Given records:
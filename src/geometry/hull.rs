//! Convex polygon hulls: ordered CCW points coplanar with an implicit plane.
//!
//! Winding is fixed at CCW (viewed from the plane's front half-space) for
//! this whole crate — the source toggled this at compile time via a
//! `CONVEX_HULL_CW` macro; we don't expose that knob.

use glam::Vec3;
use smallvec::SmallVec;

use super::epsilon::{EPS_PLANE, HULL_BOUND, MIN_EDGE};
use super::plane::{Plane, PlaneSide};

/// Most hulls in practice are small (quads, portal polygons); inline storage
/// avoids a heap allocation for the common case.
pub type HullPoints = SmallVec<[Vec3; 8]>;

#[derive(Clone, Debug)]
pub struct ConvexHull {
    points: HullPoints,
}

impl ConvexHull {
    pub fn new(points: HullPoints) -> Self {
        Self { points }
    }

    pub fn from_slice(points: &[Vec3]) -> Self {
        Self { points: points.iter().copied().collect() }
    }

    pub fn points(&self) -> &[Vec3] {
        &self.points
    }

    pub fn len(&self) -> usize {
        self.points.len()
    }

    pub fn is_empty(&self) -> bool {
        self.points.is_empty()
    }

    /// Plane of the hull, assuming CCW winding viewed from the front.
    pub fn plane(&self) -> Option<Plane> {
        if self.points.len() < 3 {
            return None;
        }
        Some(Plane::from_points(self.points[0], self.points[1], self.points[2]))
    }

    pub fn reverse(&mut self) {
        self.points.reverse();
    }

    pub fn reversed(&self) -> ConvexHull {
        let mut h = self.clone();
        h.reverse();
        h
    }

    /// Number of edges whose length is `>= MIN_EDGE`.
    fn long_edge_count(&self) -> usize {
        let n = self.points.len();
        if n < 2 {
            return 0;
        }
        (0..n)
            .filter(|&i| self.points[i].distance(self.points[(i + 1) % n]) >= MIN_EDGE)
            .count()
    }

    /// A hull with fewer than three edges longer than `MIN_EDGE` is
    /// degenerate in practice even if it nominally has >=3 points.
    pub fn is_tiny(&self) -> bool {
        self.points.len() < 3 || self.long_edge_count() < 3
    }

    /// Any coordinate escaping `±HULL_BOUND` flags the hull as ill-formed.
    pub fn is_huge(&self) -> bool {
        self.points
            .iter()
            .any(|p| p.x.abs() > HULL_BOUND || p.y.abs() > HULL_BOUND || p.z.abs() > HULL_BOUND)
    }

    /// Classify the whole hull against `plane`: `Cross` the instant two
    /// different sides are observed among the vertices.
    pub fn classify(&self, plane: &Plane, eps: f32) -> PlaneSide {
        let mut saw_front = false;
        let mut saw_back = false;

        for &p in &self.points {
            match plane.classify_point(p, eps) {
                PlaneSide::Front => saw_front = true,
                PlaneSide::Back => saw_back = true,
                PlaneSide::On => {}
            }
            if saw_front && saw_back {
                return PlaneSide::Cross;
            }
        }

        match (saw_front, saw_back) {
            (true, false) => PlaneSide::Front,
            (false, true) => PlaneSide::Back,
            (false, false) => PlaneSide::On,
            (true, true) => unreachable!("short-circuited above"),
        }
    }

    /// Split by `plane`. Returns `(front, back, side)`. `front`/`back` are
    /// `None` when that half is empty. `side` mirrors `classify` except that
    /// a fully-on hull is attributed to whichever side its own plane normal
    /// agrees with.
    pub fn split(&self, plane: &Plane, eps: f32) -> (Option<ConvexHull>, Option<ConvexHull>, PlaneSide) {
        let side = self.classify(plane, eps);

        match side {
            PlaneSide::On => {
                // Fully coplanar: attribute to front if our own plane's
                // normal agrees with the splitter, else back.
                let agrees = self.plane().map(|p| p.normal.dot(plane.normal) > 0.0).unwrap_or(true);
                if agrees {
                    (Some(self.clone()), None, PlaneSide::Front)
                } else {
                    (None, Some(self.clone()), PlaneSide::Back)
                }
            }
            PlaneSide::Front => (Some(self.clone()), None, PlaneSide::Front),
            PlaneSide::Back => (None, Some(self.clone()), PlaneSide::Back),
            PlaneSide::Cross => {
                let n = self.points.len();
                let mut front: HullPoints = SmallVec::new();
                let mut back: HullPoints = SmallVec::new();

                let dists: SmallVec<[f32; 8]> = self.points.iter().map(|&p| plane.distance_to_point(p)).collect();

                for i in 0..n {
                    let d_i = dists[i];
                    let p_i = self.points[i];

                    if d_i >= -eps {
                        front.push(p_i);
                    }
                    if d_i <= eps {
                        back.push(p_i);
                    }

                    let j = (i + 1) % n;
                    let d_j = dists[j];

                    let opposite_sides = (d_i > eps && d_j < -eps) || (d_i < -eps && d_j > eps);
                    if opposite_sides {
                        let t = d_i / (d_i - d_j);
                        let mut cut = p_i + t * (self.points[j] - p_i);
                        snap_axial(&mut cut, plane);
                        front.push(cut);
                        back.push(cut);
                    }
                }

                let front_hull = (front.len() >= 3).then(|| ConvexHull::new(front));
                let back_hull = (back.len() >= 3).then(|| ConvexHull::new(back));
                (front_hull, back_hull, PlaneSide::Cross)
            }
        }
    }

    /// `split` reduced to keeping only the front half.
    pub fn clip(&self, plane: &Plane, eps: f32) -> Option<ConvexHull> {
        self.split(plane, eps).0
    }
}

/// On an axis-aligned splitting plane, snap the cut point's corresponding
/// component to exactly `∓plane.dist` to eliminate interpolation drift.
fn snap_axial(point: &mut Vec3, plane: &Plane) {
    use super::plane::AxialType;
    match plane.axial() {
        AxialType::X => point.x = -plane.dist * plane.normal.x.signum(),
        AxialType::Y => point.y = -plane.dist * plane.normal.y.signum(),
        AxialType::Z => point.z = -plane.dist * plane.normal.z.signum(),
        AxialType::NonAxial => {}
    }
}

#[cfg(test)]
mod tests {
    use super::*;
    use glam::vec3;

    fn quad() -> ConvexHull {
        ConvexHull::from_slice(&[
            vec3(-1.0, -1.0, 0.0),
            vec3(1.0, -1.0, 0.0),
            vec3(1.0, 1.0, 0.0),
            vec3(-1.0, 1.0, 0.0),
        ])
    }

    #[test]
    fn reverse_is_involution() {
        let h = quad();
        let back = h.reversed().reversed();
        assert_eq!(h.points(), back.points());
    }

    #[test]
    fn split_across_axial_plane_snaps_cut_points() {
        let h = quad();
        let plane = Plane::new(vec3(1.0, 0.0, 0.0), 0.0);
        let (front, back, side) = h.split(&plane, EPS_PLANE);
        assert_eq!(side, PlaneSide::Cross);
        let front = front.unwrap();
        let back = back.unwrap();

        for p in front.points() {
            assert!(p.x >= -1e-6);
        }
        for p in back.points() {
            assert!(p.x <= 1e-6);
        }

        // Cut points land exactly on x=0.
        let cuts_on_plane = front.points().iter().filter(|p| p.x.abs() < 1e-7).count();
        assert_eq!(cuts_on_plane, 2);
    }

    #[test]
    fn classify_front_or_back_gives_copy_invariant() {
        let h = quad();
        let plane = Plane::new(vec3(1.0, 0.0, 0.0), 10.0); // hull entirely in front
        let (front, back, side) = h.split(&plane, EPS_PLANE);
        assert_eq!(side, PlaneSide::Front);
        assert!(back.is_none());
        assert_eq!(front.unwrap().points(), h.points());
    }

    #[test]
    fn clip_twice_by_same_plane_is_idempotent() {
        let h = quad();
        let plane = Plane::new(vec3(1.0, 0.0, 0.0), 0.0);
        let once = h.clip(&plane, EPS_PLANE).unwrap();
        let twice = once.clip(&plane, EPS_PLANE).unwrap();
        assert_eq!(once.points().len(), twice.points().len());
        for (a, b) in once.points().iter().zip(twice.points()) {
            assert!(a.distance(*b) < 1e-5);
        }
    }

    #[test]
    fn tiny_hull_flagged() {
        let degenerate = ConvexHull::from_slice(&[vec3(0.0, 0.0, 0.0), vec3(0.001, 0.0, 0.0), vec3(0.0, 0.001, 0.0)]);
        assert!(degenerate.is_tiny());
    }
}
//! Arena index types. Every cross-reference in the world partition is an
//! index into a `Vec`, never a pointer — see DESIGN.md "intrusive lists".

#[derive(Clone, Copy, Debug, PartialEq, Eq, Hash, PartialOrd, Ord)]
pub struct NodeId(pub u32);

#[derive(Clone, Copy, Debug, PartialEq, Eq, Hash, PartialOrd, Ord)]
pub struct LeafId(pub u32);

#[derive(Clone, Copy, Debug, PartialEq, Eq, Hash, PartialOrd, Ord)]
pub struct AreaId(pub u32);

#[derive(Clone, Copy, Debug, PartialEq, Eq, Hash, PartialOrd, Ord)]
pub struct SurfaceId(pub u32);

#[derive(Clone, Copy, Debug, PartialEq, Eq, Hash, PartialOrd, Ord)]
pub struct PlaneId(pub u32);

#[derive(Clone, Copy, Debug, PartialEq, Eq, Hash, PartialOrd, Ord)]
pub struct PortalId(pub u32);

/// One directional half of a portal (see `PortalLink`); areas chain these by
/// index through `PortalLinkId`, never a raw pointer.
#[derive(Clone, Copy, Debug, PartialEq, Eq, Hash, PartialOrd, Ord)]
pub struct PortalLinkId(pub u32);

/// Handle to a registered dynamic primitive. Carries a generation so a
/// stale id from a deregistered-then-reused slot is detectable rather than
/// silently aliasing a different primitive.
#[derive(Clone, Copy, Debug, PartialEq, Eq, Hash)]
pub struct PrimitiveId {
    pub index: u32,
    pub generation: u32,
}

/// Intrusive link-pool node id; see `PrimitiveLink`.
#[derive(Clone, Copy, Debug, PartialEq, Eq, Hash, PartialOrd, Ord)]
pub struct LinkId(pub u32);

What you should do: Which of the lines above mention the word "index"? Pull those lines out.

Task answer:
//! Arena index types. Every cross-reference in the world partition is an
//! index into a `Vec`, never a pointer — see DESIGN.md "intrusive lists".
/// index through `PortalLinkId`, never a raw pointer.
    pub index: u32,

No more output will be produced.